:: WORK REQUIRED ::
Your answer should consist of the lines below that hold the word "InferenceError".
[[ SUPPLIED DATA open ]]
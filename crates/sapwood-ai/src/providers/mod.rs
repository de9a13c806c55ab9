//! Inference provider implementations

pub mod anthropic;
pub mod chat;
pub mod local;
pub mod openai;

use crate::bridge::{InferenceProvider, ProviderConfig};
use crate::error::InferenceError;
use std::sync::Arc;

/// Factory function to create inference providers
pub fn create_provider(config: &ProviderConfig) -> Result<Arc<dyn InferenceProvider>, InferenceError> {
    let provider: Arc<dyn InferenceProvider> = match config.provider.as_str() {
        "openai" => Arc::new(openai::OpenAIProvider::new(config)?),
        "anthropic" | "openrouter" => Arc::new(anthropic::AnthropicProvider::new(config)?),
        "local" => Arc::new(local::LocalProvider::new()),
        other => return Err(InferenceError::UnknownProvider(other.to_string())),
    };
    tracing::info!("Using inference provider {} ({})", provider.name(), provider.model_identity());
    Ok(provider)
}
[[ SUPPLIED DATA closed ]]
:: EXERCISE RESPONSE ::
use crate::error::InferenceError;
pub fn create_provider(config: &ProviderConfig) -> Result<Arc<dyn InferenceProvider>, InferenceError> {
        other => return Err(InferenceError::UnknownProvider(other.to_string())),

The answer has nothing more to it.